──────── DATASET EXCERPTS ────────
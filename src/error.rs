use std::time::Duration;

use thiserror::Error;

/// Failures surfaced by a chat turn or a session call.
///
/// `RunTimeout` is distinct from `RunFailed` so callers can tell
/// "possibly still running remotely" apart from "definitely failed".
#[derive(Debug, Error)]
pub enum ChatError {
    /// A required request field was missing or empty. Raised before any
    /// upstream call is made.
    #[error("missing required field: {0}")]
    Validation(&'static str),

    /// The run did not reach a terminal state within the configured bound.
    /// The run is left running remotely; no cancel is issued.
    #[error("run did not complete within {0:?}")]
    RunTimeout(Duration),

    /// The run reached a terminal state other than `completed`. The observed
    /// status string is preserved for diagnostics.
    #[error("run ended with status: {status}")]
    RunFailed { status: String },

    /// Transport, authentication, or any other unexpected failure from the
    /// upstream service. The message text is passed through uninterpreted.
    #[error("upstream error: {0}")]
    Upstream(String),
}

impl From<reqwest::Error> for ChatError {
    fn from(err: reqwest::Error) -> Self {
        ChatError::Upstream(err.to_string())
    }
}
────────
▶ _PROBLEM STATEMENT_
The lines from the one containing "passed through uninterpreted." through the end of the data are to be copied exactly, the first and last of them included.

▶ _ANSWER AREA_
    /// upstream service. The message text is passed through uninterpreted.
    #[error("upstream error: {0}")]
    Upstream(String),
}

impl From<reqwest::Error> for ChatError {
    fn from(err: reqwest::Error) -> Self {
        ChatError::Upstream(err.to_string())
    }
}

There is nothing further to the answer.